> _Exercise objective_: When you find the line with "ctx.request_render();" among the records below, reproduce it and each line after it exactly, ending with the line with "fn emit_update(&mut self, ctx: &mut".

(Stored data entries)
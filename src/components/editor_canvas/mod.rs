// Copyright 2025 the Spline Editor Authors
// SPDX-License-Identifier: Apache-2.0

//! Spline canvas widget - the drawing surface the editor lives on

mod keyboard;
mod paint;
mod pointer;
mod view;

pub use view::editor_view;

use crate::editing::{DisplayModes, HostRequest, InputEvent, MouseButtons, SplineEditor};
use crate::model::CursorShape;
use kurbo::Point;
use masonry::accesskit::{Node, Role};
use masonry::core::{
    AccessCtx, BoxConstraints, ChildrenIds, EventCtx, LayoutCtx, PaintCtx, PointerButtonEvent,
    PointerEvent, PointerUpdate, PropertiesMut, PropertiesRef, QueryCtx, RegisterCtx, TextEvent,
    Update, UpdateCtx, Widget,
};
use masonry::kurbo::Size;
use masonry::vello::Scene;
use std::sync::Arc;
use winit::window::CursorIcon;

/// The canvas widget. Owns the live editor; the app state only sees
/// snapshots published through [`EditorUpdate`].
pub struct SplineCanvas {
    /// The editor (mutable copy for editing)
    pub editor: SplineEditor,

    /// Buttons currently held, tracked from down/up events
    pub(super) buttons: MouseButtons,

    /// Last pointer position, for move deltas
    pub(super) last_position: Option<Point>,

    /// What was last published, so unchanged state is not re-sent
    published_revision: u64,
    published_modes: DisplayModes,
}

impl SplineCanvas {
    pub fn new(editor: Arc<SplineEditor>) -> Self {
        let editor = (*editor).clone();
        Self {
            published_revision: editor.edit_revision(),
            published_modes: editor.modes(),
            editor,
            buttons: MouseButtons::NONE,
            last_position: None,
        }
    }

    /// Adopt an editor replaced by the app (e.g. after loading a scene)
    pub(super) fn replace_editor(&mut self, editor: &SplineEditor) {
        self.editor = editor.clone();
        self.published_revision = self.editor.edit_revision();
        self.published_modes = self.editor.modes();
        self.editor.request_repaint();
    }

    /// Run one event through the editor, then repaint and publish as
    /// needed
    pub(super) fn dispatch(&mut self, ctx: &mut EventCtx<'_>, event: InputEvent) {
        let request = self.editor.handle_event(&event);

        if self.editor.take_repaint() {
            ctx.request_render();
        }

        let changed = self.editor.edit_revision() != self.published_revision
            || self.editor.modes() != self.published_modes;
        if changed || request.is_some() {
            self.emit_update(ctx, request);
        }
    }

    fn emit_update(&mut self, ctx: &mut EventCtx<'_>, request: Option<HostRequest>) {
        self.published_revision = self.editor.edit_revision();
        self.published_modes = self.editor.modes();
        ctx.submit_action::<EditorUpdate>(EditorUpdate {
            editor: self.editor.clone(),
            request,
        });
    }
}

/// Action emitted by the canvas when the editor changed or needs
/// something from the app
#[derive(Debug, Clone)]
pub struct EditorUpdate {
    pub editor: SplineEditor,
    pub request: Option<HostRequest>,
}

impl Widget for SplineCanvas {
    type Action = EditorUpdate;

    fn accepts_focus(&self) -> bool {
        // Allow this widget to receive keyboard events
        true
    }

    fn register_children(&mut self, _ctx: &mut RegisterCtx<'_>) {
        // Leaf widget - no children
    }

    fn update(
        &mut self,
        _ctx: &mut UpdateCtx<'_>,
        _props: &mut PropertiesMut<'_>,
        _event: &Update,
    ) {
    }

    fn layout(
        &mut self,
        _ctx: &mut LayoutCtx<'_>,
        _props: &mut PropertiesMut<'_>,
        bc: &BoxConstraints,
    ) -> Size {
        // Use all available space
        bc.max()
    }

    fn paint(&mut self, ctx: &mut PaintCtx<'_>, _props: &PropertiesRef<'_>, scene: &mut Scene) {
        let canvas_size = ctx.size();
        self.paint_background(scene, canvas_size);
        self.paint_editor(scene);
    }

    fn on_pointer_event(
        &mut self,
        ctx: &mut EventCtx<'_>,
        _props: &mut PropertiesMut<'_>,
        event: &PointerEvent,
    ) {
        // Always request focus on any pointer event so keyboard shortcuts work
        ctx.request_focus();

        match event {
            PointerEvent::Down(PointerButtonEvent {
                button: Some(button),
                state,
                ..
            }) => {
                if let Some(button) = pointer::mouse_button(*button) {
                    self.handle_pointer_down(ctx, button, state);
                }
            }

            PointerEvent::Move(PointerUpdate { current, .. }) => {
                self.handle_pointer_move(ctx, current);
            }

            PointerEvent::Up(PointerButtonEvent {
                button: Some(button),
                state,
                ..
            }) => {
                if let Some(button) = pointer::mouse_button(*button) {
                    self.handle_pointer_up(ctx, button, state);
                }
            }

            PointerEvent::Cancel(_) => {
                self.handle_pointer_cancel(ctx);
            }

            _ => {}
        }
    }

    fn on_text_event(
        &mut self,
        ctx: &mut EventCtx<'_>,
        _props: &mut PropertiesMut<'_>,
        event: &TextEvent,
    ) {
        if let TextEvent::Keyboard(key_event) = event {
            self.handle_key_event(ctx, key_event);
        }
    }

    fn get_cursor(&self, _ctx: &QueryCtx<'_>, _pos: Point) -> CursorIcon {
        match self.editor.cursor() {
            CursorShape::Arrow => CursorIcon::Default,
            CursorShape::Crosshair => CursorIcon::Crosshair,
        }
    }

    fn accessibility_role(&self) -> Role {
        Role::Canvas
    }

    fn accessibility(
        &mut self,
        _ctx: &mut AccessCtx<'_>,
        _props: &PropertiesRef<'_>,
        node: &mut Node,
    ) {
        node.set_label(format!("Spline editor: {} control points", self.editor.len()));
    }

    fn children_ids(&self) -> ChildrenIds {
        ChildrenIds::new()
    }
}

> _Written solution_:
            ctx.request_render();
        }

        let changed = self.editor.edit_revision() != self.published_revision
            || self.editor.modes() != self.published_modes;
        if changed || request.is_some() {
            self.emit_update(ctx, request);
        }
    }

    fn emit_update(&mut self, ctx: &mut EventCtx<'_>, request: Option<HostRequest>) {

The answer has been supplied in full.